If a line in the data below holds the word "stream", include it in the count. Give only the final number.
^^^^^^^^^^^^^^^^
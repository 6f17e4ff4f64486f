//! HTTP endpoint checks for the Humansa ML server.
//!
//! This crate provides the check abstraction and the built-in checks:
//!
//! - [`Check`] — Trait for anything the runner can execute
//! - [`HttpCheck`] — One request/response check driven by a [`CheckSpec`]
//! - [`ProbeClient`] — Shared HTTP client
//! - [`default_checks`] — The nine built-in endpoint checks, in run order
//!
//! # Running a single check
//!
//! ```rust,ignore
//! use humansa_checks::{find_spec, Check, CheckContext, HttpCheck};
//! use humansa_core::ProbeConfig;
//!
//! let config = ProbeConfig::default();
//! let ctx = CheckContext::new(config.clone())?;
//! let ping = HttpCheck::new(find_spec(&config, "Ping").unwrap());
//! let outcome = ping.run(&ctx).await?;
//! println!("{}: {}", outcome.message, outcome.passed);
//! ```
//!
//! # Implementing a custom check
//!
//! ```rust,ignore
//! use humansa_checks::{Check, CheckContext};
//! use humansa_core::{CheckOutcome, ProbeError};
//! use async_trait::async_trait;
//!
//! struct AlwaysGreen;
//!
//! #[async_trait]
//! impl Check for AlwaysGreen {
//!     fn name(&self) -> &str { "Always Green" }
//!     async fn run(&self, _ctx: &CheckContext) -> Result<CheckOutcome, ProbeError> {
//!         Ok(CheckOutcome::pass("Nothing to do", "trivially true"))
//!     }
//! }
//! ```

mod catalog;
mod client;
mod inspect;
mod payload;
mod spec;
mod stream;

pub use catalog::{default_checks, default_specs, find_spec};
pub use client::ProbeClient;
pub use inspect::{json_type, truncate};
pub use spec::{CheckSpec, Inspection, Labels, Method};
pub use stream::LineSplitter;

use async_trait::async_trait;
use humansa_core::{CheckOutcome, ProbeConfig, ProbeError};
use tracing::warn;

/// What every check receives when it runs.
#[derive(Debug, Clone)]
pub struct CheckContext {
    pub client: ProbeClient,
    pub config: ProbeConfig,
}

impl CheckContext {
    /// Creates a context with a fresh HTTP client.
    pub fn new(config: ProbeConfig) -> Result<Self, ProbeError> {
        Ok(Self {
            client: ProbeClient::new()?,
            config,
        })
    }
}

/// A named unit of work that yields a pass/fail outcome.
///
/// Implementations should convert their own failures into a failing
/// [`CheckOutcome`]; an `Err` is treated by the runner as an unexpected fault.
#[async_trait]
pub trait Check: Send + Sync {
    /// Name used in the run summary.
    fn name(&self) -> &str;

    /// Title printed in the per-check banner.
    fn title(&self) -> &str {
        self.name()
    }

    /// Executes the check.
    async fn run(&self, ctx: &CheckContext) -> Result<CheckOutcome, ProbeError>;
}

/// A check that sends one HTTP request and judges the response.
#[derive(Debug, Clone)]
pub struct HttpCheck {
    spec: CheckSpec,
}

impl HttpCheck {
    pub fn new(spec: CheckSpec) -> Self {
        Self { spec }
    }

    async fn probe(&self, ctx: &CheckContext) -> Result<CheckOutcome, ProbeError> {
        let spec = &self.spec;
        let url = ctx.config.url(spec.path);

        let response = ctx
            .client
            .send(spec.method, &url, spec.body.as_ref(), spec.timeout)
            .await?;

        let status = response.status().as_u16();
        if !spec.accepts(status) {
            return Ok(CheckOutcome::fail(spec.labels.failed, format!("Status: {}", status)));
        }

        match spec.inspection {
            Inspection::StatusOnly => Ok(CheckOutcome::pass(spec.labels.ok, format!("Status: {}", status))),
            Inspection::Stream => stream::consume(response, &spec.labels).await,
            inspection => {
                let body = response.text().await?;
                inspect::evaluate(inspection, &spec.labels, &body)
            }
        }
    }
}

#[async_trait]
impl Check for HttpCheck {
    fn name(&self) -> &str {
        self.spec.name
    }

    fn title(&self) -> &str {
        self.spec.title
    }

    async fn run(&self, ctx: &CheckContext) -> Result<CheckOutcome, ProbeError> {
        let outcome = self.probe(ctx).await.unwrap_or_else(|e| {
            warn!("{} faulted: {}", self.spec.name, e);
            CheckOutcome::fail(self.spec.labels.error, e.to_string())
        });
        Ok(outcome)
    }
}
^^^^^^^^^^^^^^^^
Result of this exercise:
3